Extracted records
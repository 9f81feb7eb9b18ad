//! Execution Timeline
//!
//! Builds step start/end times from engine events for execution reports
//! and Gantt charts.

use std::collections::HashMap;

use chrono::{DateTime, Utc};
use log::warn;
use tokio::sync::broadcast::{self, error::TryRecvError};

use super::events::EngineEvent;
use crate::workflow::InstanceStatus;

/// Type of timeline event.
#[derive(Debug, Clone, Copy, PartialEq)]
pub enum EventType {
    /// Step started executing
    Started,
    /// Step completed successfully
    Completed,
    /// Step failed
    Failed,
    /// Step was abandoned because its run was aborted
    Cancelled,
}

/// A single event in the execution timeline.
#[derive(Debug, Clone)]
pub struct TimelineEvent {
    /// Step definition id
    pub step_id: String,
    pub event_type: EventType,
    pub timestamp: DateTime<Utc>,
}

/// Tracks the execution timeline of one workflow instance.
#[derive(Debug, Clone)]
pub struct ExecutionTimeline {
    workflow_instance_id: Option<String>,
    events: Vec<TimelineEvent>,
    start_time: DateTime<Utc>,
    end_time: Option<DateTime<Utc>>,
    final_status: Option<InstanceStatus>,
}

impl ExecutionTimeline {
    /// Creates a timeline starting now that records every workflow.
    pub fn new() -> Self {
        Self {
            workflow_instance_id: None,
            events: Vec::new(),
            start_time: Utc::now(),
            end_time: None,
            final_status: None,
        }
    }

    /// Creates a timeline that only records events of one instance.
    pub fn for_instance(workflow_instance_id: impl Into<String>) -> Self {
        Self {
            workflow_instance_id: Some(workflow_instance_id.into()),
            ..Self::new()
        }
    }

    /// Records an event for a step.
    pub fn add_event(&mut self, step_id: impl Into<String>, event_type: EventType, timestamp: DateTime<Utc>) {
        self.events.push(TimelineEvent {
            step_id: step_id.into(),
            event_type,
            timestamp,
        });
    }

    /// Applies one engine event.
    pub fn record(&mut self, event: &EngineEvent) {
        if let Some(id) = &self.workflow_instance_id {
            if event.workflow_instance_id() != id {
                return;
            }
        }

        match event {
            EngineEvent::StepStatusChanged { step_id, status, at, .. } => {
                let event_type = match status {
                    InstanceStatus::Running => EventType::Started,
                    InstanceStatus::Completed => EventType::Completed,
                    InstanceStatus::Failed => EventType::Failed,
                    InstanceStatus::Cancelled => EventType::Cancelled,
                    InstanceStatus::Pending => return,
                };
                self.add_event(step_id.clone(), event_type, *at);
            }
            EngineEvent::WorkflowStatusChanged { status, at, .. } => {
                if *status == InstanceStatus::Running {
                    self.start_time = *at;
                } else if status.is_terminal() {
                    self.end_time = Some(*at);
                    self.final_status = Some(*status);
                }
            }
            EngineEvent::WorkflowCreated { .. } => {}
        }
    }

    /// Records every event already waiting on `receiver` without blocking.
    /// Returns how many events were read.
    pub fn record_available(&mut self, receiver: &mut broadcast::Receiver<EngineEvent>) -> usize {
        let mut read = 0;
        loop {
            match receiver.try_recv() {
                Ok(event) => {
                    self.record(&event);
                    read += 1;
                }
                Err(TryRecvError::Lagged(skipped)) => {
                    warn!("Timeline missed {} events", skipped);
                }
                Err(TryRecvError::Empty) | Err(TryRecvError::Closed) => break,
            }
        }
        read
    }

    /// Returns all recorded events.
    pub fn get_events(&self) -> &[TimelineEvent] {
        &self.events
    }

    pub fn final_status(&self) -> Option<InstanceStatus> {
        self.final_status
    }

    /// Total time between the workflow start and its end (or now).
    pub fn elapsed_ms(&self) -> i64 {
        let end = self.end_time.unwrap_or_else(Utc::now);
        (end - self.start_time).num_milliseconds().max(0)
    }

    fn offset_ms(&self, at: DateTime<Utc>) -> i64 {
        (at - self.start_time).num_milliseconds().max(0)
    }

    /// Per step: (start offset, end offset, last event type).
    fn spans(&self) -> HashMap<String, (i64, i64, EventType)> {
        let mut spans: HashMap<String, (i64, i64, EventType)> = HashMap::new();

        for event in &self.events {
            let offset = self.offset_ms(event.timestamp);
            match event.event_type {
                EventType::Started => {
                    spans.insert(event.step_id.clone(), (offset, offset, EventType::Started));
                }
                finished => {
                    let span = spans
                        .entry(event.step_id.clone())
                        .or_insert((offset, offset, finished));
                    span.1 = offset;
                    span.2 = finished;
                }
            }
        }

        spans
    }

    /// Generates an ASCII Gantt chart.
    ///
    /// Each step is shown as a bar indicating when it ran relative to the
    /// total execution time. Failed steps are drawn with `x`, cancelled
    /// ones with `-`.
    pub fn gantt_chart(&self) -> String {
        let mut output = String::from("\nExecution Timeline:\n\n");

        let total_time = self.elapsed_ms();
        if total_time == 0 || self.events.is_empty() {
            return output;
        }

        // Scale to 50 characters width
        let scale = 50.0 / total_time as f64;

        let mut sorted_steps: Vec<_> = self.spans().into_iter().collect();
        sorted_steps.sort_by_key(|(id, (start, _, _))| (*start, id.clone()));

        for (step_id, (start, end, last)) in sorted_steps {
            let start_pos = (start as f64 * scale) as usize;
            let width = (((end - start) as f64) * scale).max(1.0) as usize;
            let mark = match last {
                EventType::Failed => "x",
                EventType::Cancelled => "-",
                _ => "#",
            };

            let mut bar = " ".repeat(start_pos);
            bar.push_str(&mark.repeat(width));

            output.push_str(&format!(
                "{:12} |{:50}| ({} ms)\n",
                truncate(&step_id, 12),
                bar,
                end - start
            ));
        }

        output.push_str(&format!("\nTotal: {} ms\n", total_time));
        output
    }

    /// Returns finished step durations in milliseconds.
    pub fn get_durations(&self) -> HashMap<String, i64> {
        self.spans()
            .into_iter()
            .filter(|(_, (_, _, last))| *last != EventType::Started)
            .map(|(id, (start, end, _))| (id, end - start))
            .collect()
    }

    /// One-line count of finished steps per outcome.
    pub fn summary(&self) -> String {
        let spans = self.spans();
        let count = |kind: EventType| spans.values().filter(|(_, _, last)| *last == kind).count();

        format!(
            "Steps: {} completed, {} failed, {} cancelled, {} unfinished",
            count(EventType::Completed),
            count(EventType::Failed),
            count(EventType::Cancelled),
            count(EventType::Started)
        )
    }
}

impl Default for ExecutionTimeline {
    fn default() -> Self {
        Self::new()
    }
}

/// Pads or truncates a string to a fixed width.
fn truncate(s: &str, max_len: usize) -> String {
    if s.chars().count() <= max_len {
        format!("{:width$}", s, width = max_len)
    } else {
        let head: String = s.chars().take(max_len - 3).collect();
        format!("{}...", head)
    }
}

### WHAT YOU ARE ASKED TO DO
Every line above carrying the word "width" needs to be shown.

### REPLY
        // Scale to 50 characters width
            let width = (((end - start) as f64) * scale).max(1.0) as usize;
            bar.push_str(&mark.repeat(width));
/// Pads or truncates a string to a fixed width.
        format!("{:width$}", s, width = max_len)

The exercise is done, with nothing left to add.